Problem requirements
Only the lines from the one containing "let ratio = arith::divide(&(x_old" to the end of the records belong in the output; print them exactly.

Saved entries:
//! Absolute relative approximate error.

use crate::arith::{self, Decimal, RoundingMode};
use crate::error::{Result, RootError};

/// Digits a ratio gains when expressed as a percentage.
const PERCENT_DIGITS: u32 = 2;

/// Scale the ratio is divided at so that its percentage lands on `scale`.
pub(crate) fn ratio_scale(scale: u32) -> Result<u32> {
    scale.checked_add(PERCENT_DIGITS).ok_or_else(|| {
        RootError::invalid_config(format!("output scale {} is too large", scale))
    })
}

/// `|(x_old - x_new) / x_new| * 100`, rounded to `scale`.
///
/// Returns `None` when there is no previous approximation. The ratio is
/// divided at `scale + 2` so the percentage lands on `scale` exactly; a
/// `x_new` that rounds to zero there fails with
/// [`RootError::DivisionByZero`](crate::RootError::DivisionByZero).
pub fn compute_error(
    x_old: Option<&Decimal>,
    x_new: &Decimal,
    scale: u32,
    rounding: RoundingMode,
) -> Result<Option<Decimal>> {
    let Some(x_old) = x_old else {
        return Ok(None);
    };

    let ratio = arith::divide(&(x_old - x_new), x_new, ratio_scale(scale)?, rounding)?.abs();
    Ok(Some(arith::to_percentage(&ratio, scale, rounding)))
}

Exercise output
    let ratio = arith::divide(&(x_old - x_new), x_new, ratio_scale(scale)?, rounding)?.abs();
    Ok(Some(arith::to_percentage(&ratio, scale, rounding)))
}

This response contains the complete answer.